BEGIN RECORDS
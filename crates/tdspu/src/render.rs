//! Template rendering of aggregation documents and catalogs.
//!
//! The built-in templates are compiled into the binary. A template directory
//! may add templates or replace built-ins by file name. Autoescaping is off:
//! templates escape with `| escape_xml` where XML needs it.

use std::collections::{BTreeMap, HashMap};
use std::path::{Path, PathBuf};

use serde::Serialize;
use tera::{Context, Tera, Value, from_value};

use crate::error::{Error, Result};

pub const AGGREGATION_TEMPLATE: &str = "esgf.ncml.xml";
pub const CATALOG_TEMPLATE: &str = "catalog.xml";

const BUILTIN_TEMPLATES: [(&str, &str); 3] = [
    (AGGREGATION_TEMPLATE, include_str!("../templates/esgf.ncml.xml")),
    ("catalog_macros.xml", include_str!("../templates/catalog_macros.xml")),
    (CATALOG_TEMPLATE, include_str!("../templates/catalog.xml")),
];

pub type HelperFn = fn(&HashMap<String, Value>) -> tera::Result<Value>;

/// Named functions callable from templates.
#[derive(Debug, Clone, Default)]
pub struct FunctionRegistry {
    functions: BTreeMap<String, HelperFn>,
}

impl FunctionRegistry {
    #[must_use]
    pub fn new() -> Self {
        Self::default()
    }

    /// Path helpers for user templates: `basename`, `dirname` and `relpath`.
    #[must_use]
    pub fn builtin() -> Self {
        let mut registry = Self::new();
        _ = registry
            .register("basename", basename)
            .register("dirname", dirname)
            .register("relpath", relpath);
        registry
    }

    pub fn register(&mut self, name: &str, function: HelperFn) -> &mut Self {
        _ = self.functions.insert(name.to_string(), function);
        self
    }

    pub fn names(&self) -> impl Iterator<Item = &str> {
        self.functions.keys().map(String::as_str)
    }
}

fn string_arg(args: &HashMap<String, Value>, name: &str, function: &str) -> tera::Result<String> {
    args.get(name)
        .map(|v| from_value::<String>(v.clone()))
        .ok_or_else(|| tera::Error::msg(format!("{function} requires '{name}'")))?
        .map_err(tera::Error::from)
}

/// `basename(path=...)`
pub fn basename(args: &HashMap<String, Value>) -> tera::Result<Value> {
    let path = PathBuf::from(string_arg(args, "path", "basename")?);
    Ok(Value::String(
        path.file_name()
            .map(|s| s.to_string_lossy().into_owned())
            .unwrap_or_default(),
    ))
}

/// `dirname(path=...)`
pub fn dirname(args: &HashMap<String, Value>) -> tera::Result<Value> {
    let path = PathBuf::from(string_arg(args, "path", "dirname")?);
    Ok(Value::String(
        path.parent()
            .map(|p| p.display().to_string())
            .unwrap_or_default(),
    ))
}

/// `relpath(path=..., base=...)`: `path` below `base`, or `path` unchanged.
pub fn relpath(args: &HashMap<String, Value>) -> tera::Result<Value> {
    let path = PathBuf::from(string_arg(args, "path", "relpath")?);
    let base = PathBuf::from(string_arg(args, "base", "relpath")?);
    Ok(Value::String(
        path.strip_prefix(&base)
            .unwrap_or(&path)
            .display()
            .to_string(),
    ))
}

/// Renders named templates against serializable data.
#[derive(Debug)]
pub struct Renderer {
    tera: Tera,
}

impl Renderer {
    /// Built-in templates only.
    pub fn new(functions: &FunctionRegistry) -> Result<Self> {
        Self::build(functions, None)
    }

    /// Built-in templates, then every file of `dir` under its file name.
    pub fn with_template_dir(functions: &FunctionRegistry, dir: &Path) -> Result<Self> {
        Self::build(functions, Some(dir))
    }

    fn build(functions: &FunctionRegistry, dir: Option<&Path>) -> Result<Self> {
        let mut tera = Tera::default();
        tera.autoescape_on(vec![]);
        for (name, function) in &functions.functions {
            tera.register_function(name, *function);
        }
        tera.add_raw_templates(BUILTIN_TEMPLATES.to_vec())?;

        if let Some(dir) = dir {
            let mut files = Vec::new();
            for entry in std::fs::read_dir(dir)? {
                let entry = entry?;
                if entry.file_type()?.is_file() {
                    let name = entry.file_name().to_string_lossy().into_owned();
                    files.push((entry.path(), Some(name)));
                }
            }
            let dir_str = dir.display().to_string();
            diagnostics::log_debug!("Loading {count} templates from {dir}", count: files.len(), dir: dir_str);
            tera.add_template_files(files)?;
        }
        Ok(Self { tera })
    }

    #[must_use]
    pub fn has_template(&self, name: &str) -> bool {
        self.tera.get_template_names().any(|n| n == name)
    }

    /// Render template `name` with the fields of `data` as its context.
    pub fn render<T: Serialize>(&self, name: &str, data: &T) -> Result<String> {
        if !self.has_template(name) {
            return Err(Error::Template(format!("template '{name}' not found")));
        }
        let context = Context::from_serialize(data)?;
        Ok(self.tera.render(name, &context)?)
    }
}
END RECORDS
■ PROBLEM TO SOLVE: The string "struct" appears in how many lines above? Answer with the number only.

■ WORKED SOLUTION: 2